Your objective
Write out the full listing exactly.

--- --- ---

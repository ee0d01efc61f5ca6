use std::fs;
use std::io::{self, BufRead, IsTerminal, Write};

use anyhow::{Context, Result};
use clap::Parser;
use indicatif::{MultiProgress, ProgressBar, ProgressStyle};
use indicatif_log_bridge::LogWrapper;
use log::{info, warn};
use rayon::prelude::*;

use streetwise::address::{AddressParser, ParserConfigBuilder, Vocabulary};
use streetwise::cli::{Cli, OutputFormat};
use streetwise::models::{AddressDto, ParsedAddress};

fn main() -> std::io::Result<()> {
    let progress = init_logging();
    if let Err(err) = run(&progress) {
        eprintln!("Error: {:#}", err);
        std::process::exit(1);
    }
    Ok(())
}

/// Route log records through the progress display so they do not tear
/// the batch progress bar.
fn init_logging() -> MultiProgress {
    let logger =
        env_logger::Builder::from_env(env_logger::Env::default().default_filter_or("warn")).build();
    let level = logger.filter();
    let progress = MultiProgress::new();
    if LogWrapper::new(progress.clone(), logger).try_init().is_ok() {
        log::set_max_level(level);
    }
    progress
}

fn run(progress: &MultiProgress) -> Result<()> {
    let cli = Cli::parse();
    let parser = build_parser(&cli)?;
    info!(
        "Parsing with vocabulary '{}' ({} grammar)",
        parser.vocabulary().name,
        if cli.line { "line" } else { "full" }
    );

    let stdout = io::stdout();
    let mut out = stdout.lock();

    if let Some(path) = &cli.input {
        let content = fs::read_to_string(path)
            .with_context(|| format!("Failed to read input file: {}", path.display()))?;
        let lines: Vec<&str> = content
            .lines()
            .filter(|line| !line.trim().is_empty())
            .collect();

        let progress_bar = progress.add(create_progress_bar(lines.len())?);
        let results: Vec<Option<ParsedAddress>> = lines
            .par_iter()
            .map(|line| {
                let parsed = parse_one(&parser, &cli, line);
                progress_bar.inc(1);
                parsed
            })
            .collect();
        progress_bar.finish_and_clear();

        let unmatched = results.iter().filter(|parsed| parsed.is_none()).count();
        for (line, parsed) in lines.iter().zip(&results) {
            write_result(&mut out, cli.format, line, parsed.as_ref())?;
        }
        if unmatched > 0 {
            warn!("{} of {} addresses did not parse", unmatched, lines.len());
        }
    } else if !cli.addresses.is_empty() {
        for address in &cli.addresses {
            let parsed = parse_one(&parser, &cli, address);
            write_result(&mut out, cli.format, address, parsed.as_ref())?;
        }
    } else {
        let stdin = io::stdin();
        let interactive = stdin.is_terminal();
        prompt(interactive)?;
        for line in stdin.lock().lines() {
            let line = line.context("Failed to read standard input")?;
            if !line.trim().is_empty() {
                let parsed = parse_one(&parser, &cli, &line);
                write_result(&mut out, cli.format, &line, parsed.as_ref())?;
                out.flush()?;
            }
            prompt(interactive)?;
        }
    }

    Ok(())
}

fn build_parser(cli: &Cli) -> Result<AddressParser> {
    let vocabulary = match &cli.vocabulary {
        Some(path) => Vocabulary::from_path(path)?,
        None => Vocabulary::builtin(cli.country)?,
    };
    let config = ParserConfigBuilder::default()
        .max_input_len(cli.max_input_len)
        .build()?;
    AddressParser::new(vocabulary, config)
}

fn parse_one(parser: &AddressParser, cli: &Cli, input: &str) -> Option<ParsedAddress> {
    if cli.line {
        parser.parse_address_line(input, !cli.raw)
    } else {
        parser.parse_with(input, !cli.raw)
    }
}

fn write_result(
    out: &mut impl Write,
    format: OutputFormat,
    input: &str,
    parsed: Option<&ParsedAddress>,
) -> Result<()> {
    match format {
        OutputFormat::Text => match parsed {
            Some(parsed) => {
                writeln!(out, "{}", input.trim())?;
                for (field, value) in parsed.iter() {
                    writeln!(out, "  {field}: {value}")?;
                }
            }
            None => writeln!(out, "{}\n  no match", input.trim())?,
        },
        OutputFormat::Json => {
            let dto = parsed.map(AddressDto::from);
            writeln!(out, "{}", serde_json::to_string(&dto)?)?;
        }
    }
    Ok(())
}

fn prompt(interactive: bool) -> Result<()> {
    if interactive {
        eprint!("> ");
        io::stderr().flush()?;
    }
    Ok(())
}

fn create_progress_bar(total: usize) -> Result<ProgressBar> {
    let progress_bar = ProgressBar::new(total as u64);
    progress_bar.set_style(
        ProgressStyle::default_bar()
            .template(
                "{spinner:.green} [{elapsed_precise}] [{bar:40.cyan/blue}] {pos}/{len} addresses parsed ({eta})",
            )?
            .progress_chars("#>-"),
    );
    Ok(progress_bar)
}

--- --- ---

Exercise answer
repository ee0d01efc61f5ca6
use std::fs;
use std::io::{self, BufRead, IsTerminal, Write};

use anyhow::{Context, Result};
use clap::Parser;
use indicatif::{MultiProgress, ProgressBar, ProgressStyle};
use indicatif_log_bridge::LogWrapper;
use log::{info, warn};
use rayon::prelude::*;

use streetwise::address::{AddressParser, ParserConfigBuilder, Vocabulary};
use streetwise::cli::{Cli, OutputFormat};
use streetwise::models::{AddressDto, ParsedAddress};

fn main() -> std::io::Result<()> {
    let progress = init_logging();
    if let Err(err) = run(&progress) {
        eprintln!("Error: {:#}", err);
        std::process::exit(1);
    }
    Ok(())
}

/// Route log records through the progress display so they do not tear
/// the batch progress bar.
fn init_logging() -> MultiProgress {
    let logger =
        env_logger::Builder::from_env(env_logger::Env::default().default_filter_or("warn")).build();
    let level = logger.filter();
    let progress = MultiProgress::new();
    if LogWrapper::new(progress.clone(), logger).try_init().is_ok() {
        log::set_max_level(level);
    }
    progress
}

fn run(progress: &MultiProgress) -> Result<()> {
    let cli = Cli::parse();
    let parser = build_parser(&cli)?;
    info!(
        "Parsing with vocabulary '{}' ({} grammar)",
        parser.vocabulary().name,
        if cli.line { "line" } else { "full" }
    );

    let stdout = io::stdout();
    let mut out = stdout.lock();

    if let Some(path) = &cli.input {
        let content = fs::read_to_string(path)
            .with_context(|| format!("Failed to read input file: {}", path.display()))?;
        let lines: Vec<&str> = content
            .lines()
            .filter(|line| !line.trim().is_empty())
            .collect();

        let progress_bar = progress.add(create_progress_bar(lines.len())?);
        let results: Vec<Option<ParsedAddress>> = lines
            .par_iter()
            .map(|line| {
                let parsed = parse_one(&parser, &cli, line);
                progress_bar.inc(1);
                parsed
            })
            .collect();
        progress_bar.finish_and_clear();

        let unmatched = results.iter().filter(|parsed| parsed.is_none()).count();
        for (line, parsed) in lines.iter().zip(&results) {
            write_result(&mut out, cli.format, line, parsed.as_ref())?;
        }
        if unmatched > 0 {
            warn!("{} of {} addresses did not parse", unmatched, lines.len());
        }
    } else if !cli.addresses.is_empty() {
        for address in &cli.addresses {
            let parsed = parse_one(&parser, &cli, address);
            write_result(&mut out, cli.format, address, parsed.as_ref())?;
        }
    } else {
        let stdin = io::stdin();
        let interactive = stdin.is_terminal();
        prompt(interactive)?;
        for line in stdin.lock().lines() {
            let line = line.context("Failed to read standard input")?;
            if !line.trim().is_empty() {
                let parsed = parse_one(&parser, &cli, &line);
                write_result(&mut out, cli.format, &line, parsed.as_ref())?;
                out.flush()?;
            }
            prompt(interactive)?;
        }
    }

    Ok(())
}

fn build_parser(cli: &Cli) -> Result<AddressParser> {
    let vocabulary = match &cli.vocabulary {
        Some(path) => Vocabulary::from_path(path)?,
        None => Vocabulary::builtin(cli.country)?,
    };
    let config = ParserConfigBuilder::default()
        .max_input_len(cli.max_input_len)
        .build()?;
    AddressParser::new(vocabulary, config)
}

fn parse_one(parser: &AddressParser, cli: &Cli, input: &str) -> Option<ParsedAddress> {
    if cli.line {
        parser.parse_address_line(input, !cli.raw)
    } else {
        parser.parse_with(input, !cli.raw)
    }
}

fn write_result(
    out: &mut impl Write,
    format: OutputFormat,
    input: &str,
    parsed: Option<&ParsedAddress>,
) -> Result<()> {
    match format {
        OutputFormat::Text => match parsed {
            Some(parsed) => {
                writeln!(out, "{}", input.trim())?;
                for (field, value) in parsed.iter() {
                    writeln!(out, "  {field}: {value}")?;
                }
            }
            None => writeln!(out, "{}\n  no match", input.trim())?,
        },
        OutputFormat::Json => {
            let dto = parsed.map(AddressDto::from);
            writeln!(out, "{}", serde_json::to_string(&dto)?)?;
        }
    }
    Ok(())
}

fn prompt(interactive: bool) -> Result<()> {
    if interactive {
        eprint!("> ");
        io::stderr().flush()?;
    }
    Ok(())
}

fn create_progress_bar(total: usize) -> Result<ProgressBar> {
    let progress_bar = ProgressBar::new(total as u64);
    progress_bar.set_style(
        ProgressStyle::default_bar()
            .template(
                "{spinner:.green} [{elapsed_precise}] [{bar:40.cyan/blue}] {pos}/{len} addresses parsed ({eta})",
            )?
            .progress_chars("#>-"),
    );
    Ok(progress_bar)
}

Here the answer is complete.